[Records from a dataset]
=-=-=-=-=
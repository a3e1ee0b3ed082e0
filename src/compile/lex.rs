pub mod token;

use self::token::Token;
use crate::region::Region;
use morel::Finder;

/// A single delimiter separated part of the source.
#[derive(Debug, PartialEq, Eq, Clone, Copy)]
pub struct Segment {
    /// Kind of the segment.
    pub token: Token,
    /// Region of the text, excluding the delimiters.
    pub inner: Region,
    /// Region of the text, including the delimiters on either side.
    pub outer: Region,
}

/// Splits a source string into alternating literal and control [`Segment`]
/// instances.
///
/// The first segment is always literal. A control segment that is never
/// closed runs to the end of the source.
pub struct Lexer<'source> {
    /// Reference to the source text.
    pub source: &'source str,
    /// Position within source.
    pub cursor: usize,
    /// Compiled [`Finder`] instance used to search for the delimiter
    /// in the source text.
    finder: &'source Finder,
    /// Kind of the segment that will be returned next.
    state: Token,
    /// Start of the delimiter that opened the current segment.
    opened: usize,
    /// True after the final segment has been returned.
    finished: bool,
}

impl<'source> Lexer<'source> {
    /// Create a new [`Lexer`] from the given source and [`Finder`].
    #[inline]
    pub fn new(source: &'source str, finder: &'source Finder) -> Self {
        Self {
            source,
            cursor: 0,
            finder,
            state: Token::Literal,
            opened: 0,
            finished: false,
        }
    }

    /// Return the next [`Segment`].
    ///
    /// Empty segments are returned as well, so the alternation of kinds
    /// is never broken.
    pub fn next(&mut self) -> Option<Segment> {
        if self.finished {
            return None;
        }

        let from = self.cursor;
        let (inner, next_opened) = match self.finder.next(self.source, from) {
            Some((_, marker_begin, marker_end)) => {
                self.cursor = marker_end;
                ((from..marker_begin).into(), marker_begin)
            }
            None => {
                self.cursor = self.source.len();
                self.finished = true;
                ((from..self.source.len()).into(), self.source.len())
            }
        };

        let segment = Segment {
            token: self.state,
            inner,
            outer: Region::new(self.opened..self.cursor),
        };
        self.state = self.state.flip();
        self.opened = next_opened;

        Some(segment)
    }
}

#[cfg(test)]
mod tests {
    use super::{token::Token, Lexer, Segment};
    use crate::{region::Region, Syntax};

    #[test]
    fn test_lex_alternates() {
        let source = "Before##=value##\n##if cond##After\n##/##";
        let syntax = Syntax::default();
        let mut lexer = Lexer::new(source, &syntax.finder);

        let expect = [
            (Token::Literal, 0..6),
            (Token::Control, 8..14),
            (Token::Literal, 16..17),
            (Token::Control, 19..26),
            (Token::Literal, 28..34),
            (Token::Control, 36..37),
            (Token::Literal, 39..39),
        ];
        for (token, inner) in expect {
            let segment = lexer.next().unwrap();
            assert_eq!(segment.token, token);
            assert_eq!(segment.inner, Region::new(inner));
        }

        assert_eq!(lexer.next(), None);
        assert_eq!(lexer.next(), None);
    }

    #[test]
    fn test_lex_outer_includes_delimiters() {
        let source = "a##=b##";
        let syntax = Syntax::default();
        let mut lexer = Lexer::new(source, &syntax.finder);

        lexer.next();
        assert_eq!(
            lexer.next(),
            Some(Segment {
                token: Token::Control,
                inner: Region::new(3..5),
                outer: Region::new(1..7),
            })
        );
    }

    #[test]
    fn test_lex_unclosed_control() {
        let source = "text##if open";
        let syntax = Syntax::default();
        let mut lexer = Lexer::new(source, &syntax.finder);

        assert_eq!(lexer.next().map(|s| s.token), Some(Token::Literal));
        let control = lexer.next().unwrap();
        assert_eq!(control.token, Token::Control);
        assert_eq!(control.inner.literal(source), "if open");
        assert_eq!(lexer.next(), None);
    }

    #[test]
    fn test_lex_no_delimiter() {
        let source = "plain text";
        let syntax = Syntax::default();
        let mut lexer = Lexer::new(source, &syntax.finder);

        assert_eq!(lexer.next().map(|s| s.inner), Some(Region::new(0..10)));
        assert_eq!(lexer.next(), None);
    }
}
=-=-=-=-=
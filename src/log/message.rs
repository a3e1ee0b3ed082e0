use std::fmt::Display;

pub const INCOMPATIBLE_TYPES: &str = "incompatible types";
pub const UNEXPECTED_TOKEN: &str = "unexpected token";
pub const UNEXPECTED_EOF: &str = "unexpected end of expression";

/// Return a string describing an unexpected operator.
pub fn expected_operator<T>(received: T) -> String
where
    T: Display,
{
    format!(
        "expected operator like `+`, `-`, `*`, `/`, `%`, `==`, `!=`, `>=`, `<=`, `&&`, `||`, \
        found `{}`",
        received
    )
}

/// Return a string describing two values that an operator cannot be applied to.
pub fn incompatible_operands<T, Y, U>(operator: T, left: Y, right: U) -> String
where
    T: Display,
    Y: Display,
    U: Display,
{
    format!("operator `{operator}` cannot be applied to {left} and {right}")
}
=-=-=-=-=
PROBLEM DETAILS -
After reading through the records, count the lines that hold the string "unexpected" and give only the count.

WRITTEN ANSWER -
3